Sep 20, 2013

Aye-Aye Gives World the Highly Elongated Finger

My mother used to tell me I’m a unique snowflake, and also that this is my last warning to stop monkeying with the damn thermostat. But let’s face it, I’m not unique. You’re not either. We’re all born largely the same animal. And while we have these pretty sweet brains, even outside of our species we’re quite closely related to other primates — sharing, for example, 96 percent of our genetic material with chimpanzees.

But in the forests of Madagascar, aye-aye mothers are also telling their children that they’re unique snowflakes, and other than their kids not literally being snowflakes, they’re absolutely right. No other creature on this planet comes close to the extraordinary aye-aye. It has the bushy tail of a squirrel, the ears and teeth of a rat, and the extremely elongated, super-thin, swiveling middle finger of … well, just the aye-aye.

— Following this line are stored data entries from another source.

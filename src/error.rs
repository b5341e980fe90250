// invoice-pdf-service/src/error.rs

use crate::renderers::ConvertError;
use axum::http::StatusCode;
use axum::response::{IntoResponse, Response};
use axum::Json;
use serde_json::json;
use thiserror::Error;

pub type Result<T> = std::result::Result<T, ServiceError>;

#[derive(Error, Debug)]
pub enum ServiceError {
    #[error("Validation error: {0}")]
    Validation(#[from] validator::ValidationErrors),

    #[error("Invalid request body: {message}")]
    InvalidBody { status: StatusCode, message: String },

    #[error("Template error: {0}")]
    Template(#[from] handlebars::TemplateError),

    #[error("Rendering error: {0}")]
    Render(#[from] handlebars::RenderError),

    #[error("{0}")]
    Conversion(#[from] ConvertError),

    #[error("IO error: {0}")]
    Io(#[from] std::io::Error),
}

impl ServiceError {
    pub fn error_type(&self) -> &'static str {
        match self {
            ServiceError::Validation(_) => "validation_error",
            ServiceError::InvalidBody { .. } => "invalid_body",
            ServiceError::Template(_) => "template_error",
            ServiceError::Render(_) => "render_error",
            ServiceError::Conversion(ConvertError::DependencyUnavailable { .. }) => {
                "dependency_unavailable"
            }
            ServiceError::Conversion(_) => "conversion_error",
            ServiceError::Io(_) => "io_error",
        }
    }

    pub fn status(&self) -> StatusCode {
        match self {
            ServiceError::Validation(_) => StatusCode::UNPROCESSABLE_ENTITY,
            ServiceError::InvalidBody { status, .. } => *status,
            _ => StatusCode::INTERNAL_SERVER_ERROR,
        }
    }
}

impl IntoResponse for ServiceError {
    fn into_response(self) -> Response {
        let status = self.status();
        let detail = match &self {
            ServiceError::Validation(errors) => json!(errors),
            ServiceError::InvalidBody { message, .. } => json!(message),
            ServiceError::Conversion(ConvertError::DependencyUnavailable {
                remediation, ..
            }) => json!(remediation),
            other => json!(format!(
                "An unexpected error occurred during PDF generation: {}",
                other
            )),
        };

        (status, Json(json!({ "detail": detail }))).into_response()
    }
}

Indeed, scientists initially thought it was a rodent. We now recognize the aye-aye as a primate — specifically, a kind of lemur — and have granted the species not only its own genus, but its own entire taxonomic family. This might sound lonely, but consider that we humans are forced to share a family with gorillas, chimps, and orangutans, which are all kinda like that embarrassing cousin you have who doesn’t shower and who sometimes climbs the Empire State Building and yells at biplanes. So maybe the aye-aye is alright with being alone.

While the aye-aye is no King Kong-esque menace, Malagasy superstition has painted it as a Grim Reaper of sorts. Legend goes that if an aye-aye points at you with its elongated middle finger, you’re marked for impending death, and the only path to salvation is to slaughter the defenseless animal. But it’s this finger that stands as one of the more remarkable adaptations in the animal kingdom.

As the nocturnal aye-aye slinks through the forest canopy, it rapidly taps its elongated digit on hollow branches and bamboo stalks, with the idea of agitating hidden grubs and listening for their movement, according conservation geneticist Ed Louis of the Madagascar Biodiversity and Biogeography Project at Omaha’s Henry Doorly Zoo. When it likes what it hears, it uses incredibly tough teeth to tear into the larva’s hiding place.

“They have these huge lower incisors that are fused together, that actually grow continuously throughout their lifetime, just like in rodents,” Louis said. “And they use these teeth to chew through bamboo or wood, things like that, and in captivity they’ve been known to chew through concrete cinder blocks.” So it’s a bit like Clint Eastwood in Escape From Alcatraz, only with more biting.

Once the hole in the bamboo is opened up, the aye-aye uses its middle digit to feel around for the grub, hooking it with a long nail. “Our fingers, we have these hinge joints, so we can go up and down, but that’s pretty much it,” said Louis. “But the [aye-aye’s] middle finger is actually a ball and socket, so it actually can sort of swivel like our shoulder,” granting it far more dexterity to reach its prey.

In and of itself this is an amazing technique, but it’s all the more fascinating to consider that chimps and orangutans arrived at a similar solution for gathering termites and ants — only they’re using tools in the form of sticks, jamming them into mounds to extract the insects. Aye-ayes just evolved with a tool in hand, perhaps finding the use of sticks undignified. And with such an asset they have assumed the niche that a grub-hunting woodpecker would fill elsewhere around the world.

But the aye-aye is not entirely alone in its brilliant adaptations. Thousands of miles away in Australia and New Guinea, the striped possum employs the same mode of hunting, called percussive foraging. It too has an elongated probing digit, though instead of using its middle finger the striped possum uses its ring finger (which the fashion-challenged creature would probably just call a fourth finger). It also has similar chompers for gnawing through wood. The two creatures arriving at almost identical adaptations is a great example of what’s known as convergent evolution: Where there’s a problem, unrelated species can independently develop the same fix.

For all its evolutionary triumphs, though, the aye-aye is now endangered due to, if you can believe it, human meddling. Beyond loss of habitat and getting killed just for pointing at the wrong guy, aye-ayes are often attacked by dogs, because they are unafraid to descend from the trees and trot through the human settlements in their massive territories, which are around 6 square kilometers, according to Louis. He and his team even tracked one animal traveling 25 kilometers in just four days.